• **Provided material**:
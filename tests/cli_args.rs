//! Tests for the runtime-config binary.

use std::fs;
use std::process::{Command, Output};

use tempfile::TempDir;

/// Runs the binary with an isolated config dir and a scrubbed environment.
fn run(args: &[&str], vars: &[(&str, &str)]) -> (TempDir, Output) {
    let config_home = TempDir::new().expect("Failed to create temp dir");
    let mut cmd = Command::new(env!("CARGO_BIN_EXE_runtime-config"));
    cmd.env_clear()
        .env("XDG_CONFIG_HOME", config_home.path())
        .env("HOME", config_home.path())
        .args(args);
    for (k, v) in vars {
        cmd.env(k, v);
    }
    let output = cmd.output().expect("Failed to execute command");
    (config_home, output)
}

#[test]
fn test_help_lists_commands() {
    let (_dir, output) = run(&["--help"], &[]);
    let stdout = String::from_utf8_lossy(&output.stdout);
    assert!(output.status.success());
    assert!(stdout.contains("check"));
    assert!(stdout.contains("status"));
    assert!(stdout.contains("--ignore"));
}

#[test]
fn test_check_fails_when_key_unset() {
    let (_dir, output) = run(
        &["check", "-k", "RC_HOST", "-k", "RC_PORT", "-i", "RC_PORT"],
        &[],
    );

    assert_eq!(output.status.code(), Some(1));
    let stderr = String::from_utf8_lossy(&output.stderr);
    assert!(stderr.contains("RC_HOST: (not set)"));
    assert!(!stderr.contains("RC_PORT"));
}

#[test]
fn test_check_passes_when_env_set() {
    let (_dir, output) = run(
        &["check", "-k", "RC_HOST", "-k", "RC_PORT", "-i", "RC_PORT"],
        &[("RC_HOST", "localhost")],
    );
    assert_eq!(output.status.code(), Some(0));
}

#[test]
fn test_status_prints_sorted_lines() {
    let (_dir, output) = run(
        &["status", "-k", "RC_PORT", "-k", "RC_HOST"],
        &[("RC_HOST", "localhost")],
    );
    assert!(output.status.success());
    assert_eq!(
        String::from_utf8_lossy(&output.stdout),
        "RC_HOST: localhost\nRC_PORT: (not set)\n"
    );
}

#[test]
fn test_missing_json() {
    let (_dir, output) = run(&["missing", "--json", "-k", "RC_B", "-k", "RC_A"], &[]);
    assert!(output.status.success());
    let missing: Vec<String> = serde_json::from_slice(&output.stdout).unwrap();
    assert_eq!(missing, vec!["RC_A", "RC_B"]);
}

#[test]
fn test_manifest_file() {
    let dir = TempDir::new().unwrap();
    let path = dir.path().join("keys.toml");
    fs::write(&path, "keys = [\"RC_HOST\"]\nignore = []\n").unwrap();

    let (_home, output) = run(
        &["check", "--json", "--manifest", path.to_str().unwrap()],
        &[("RC_HOST", "db.local")],
    );
    assert!(output.status.success());
    let report: serde_json::Value = serde_json::from_slice(&output.stdout).unwrap();
    assert_eq!(report["complete"], true);
}

#[test]
fn test_bad_manifest_exits_with_error() {
    let dir = TempDir::new().unwrap();
    let path = dir.path().join("keys.toml");
    fs::write(&path, "keys = [").unwrap();

    let (_home, output) = run(&["status", "--manifest", path.to_str().unwrap()], &[]);
    assert_eq!(output.status.code(), Some(2));
    assert!(String::from_utf8_lossy(&output.stderr).contains("Failed to parse manifest"));
}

• **The problem**:
Reproduce the listing above verbatim, from first line to last.

• **Task response**:
filename tests/cli_args.rs
//! Tests for the runtime-config binary.

use std::fs;
use std::process::{Command, Output};

use tempfile::TempDir;

/// Runs the binary with an isolated config dir and a scrubbed environment.
fn run(args: &[&str], vars: &[(&str, &str)]) -> (TempDir, Output) {
    let config_home = TempDir::new().expect("Failed to create temp dir");
    let mut cmd = Command::new(env!("CARGO_BIN_EXE_runtime-config"));
    cmd.env_clear()
        .env("XDG_CONFIG_HOME", config_home.path())
        .env("HOME", config_home.path())
        .args(args);
    for (k, v) in vars {
        cmd.env(k, v);
    }
    let output = cmd.output().expect("Failed to execute command");
    (config_home, output)
}

#[test]
fn test_help_lists_commands() {
    let (_dir, output) = run(&["--help"], &[]);
    let stdout = String::from_utf8_lossy(&output.stdout);
    assert!(output.status.success());
    assert!(stdout.contains("check"));
    assert!(stdout.contains("status"));
    assert!(stdout.contains("--ignore"));
}

#[test]
fn test_check_fails_when_key_unset() {
    let (_dir, output) = run(
        &["check", "-k", "RC_HOST", "-k", "RC_PORT", "-i", "RC_PORT"],
        &[],
    );

    assert_eq!(output.status.code(), Some(1));
    let stderr = String::from_utf8_lossy(&output.stderr);
    assert!(stderr.contains("RC_HOST: (not set)"));
    assert!(!stderr.contains("RC_PORT"));
}

#[test]
fn test_check_passes_when_env_set() {
    let (_dir, output) = run(
        &["check", "-k", "RC_HOST", "-k", "RC_PORT", "-i", "RC_PORT"],
        &[("RC_HOST", "localhost")],
    );
    assert_eq!(output.status.code(), Some(0));
}

#[test]
fn test_status_prints_sorted_lines() {
    let (_dir, output) = run(
        &["status", "-k", "RC_PORT", "-k", "RC_HOST"],
        &[("RC_HOST", "localhost")],
    );
    assert!(output.status.success());
    assert_eq!(
        String::from_utf8_lossy(&output.stdout),
        "RC_HOST: localhost\nRC_PORT: (not set)\n"
    );
}

#[test]
fn test_missing_json() {
    let (_dir, output) = run(&["missing", "--json", "-k", "RC_B", "-k", "RC_A"], &[]);
    assert!(output.status.success());
    let missing: Vec<String> = serde_json::from_slice(&output.stdout).unwrap();
    assert_eq!(missing, vec!["RC_A", "RC_B"]);
}

#[test]
fn test_manifest_file() {
    let dir = TempDir::new().unwrap();
    let path = dir.path().join("keys.toml");
    fs::write(&path, "keys = [\"RC_HOST\"]\nignore = []\n").unwrap();

    let (_home, output) = run(
        &["check", "--json", "--manifest", path.to_str().unwrap()],
        &[("RC_HOST", "db.local")],
    );
    assert!(output.status.success());
    let report: serde_json::Value = serde_json::from_slice(&output.stdout).unwrap();
    assert_eq!(report["complete"], true);
}

#[test]
fn test_bad_manifest_exits_with_error() {
    let dir = TempDir::new().unwrap();
    let path = dir.path().join("keys.toml");
    fs::write(&path, "keys = [").unwrap();

    let (_home, output) = run(&["status", "--manifest", path.to_str().unwrap()], &[]);
    assert_eq!(output.status.code(), Some(2));
    assert!(String::from_utf8_lossy(&output.stderr).contains("Failed to parse manifest"));
}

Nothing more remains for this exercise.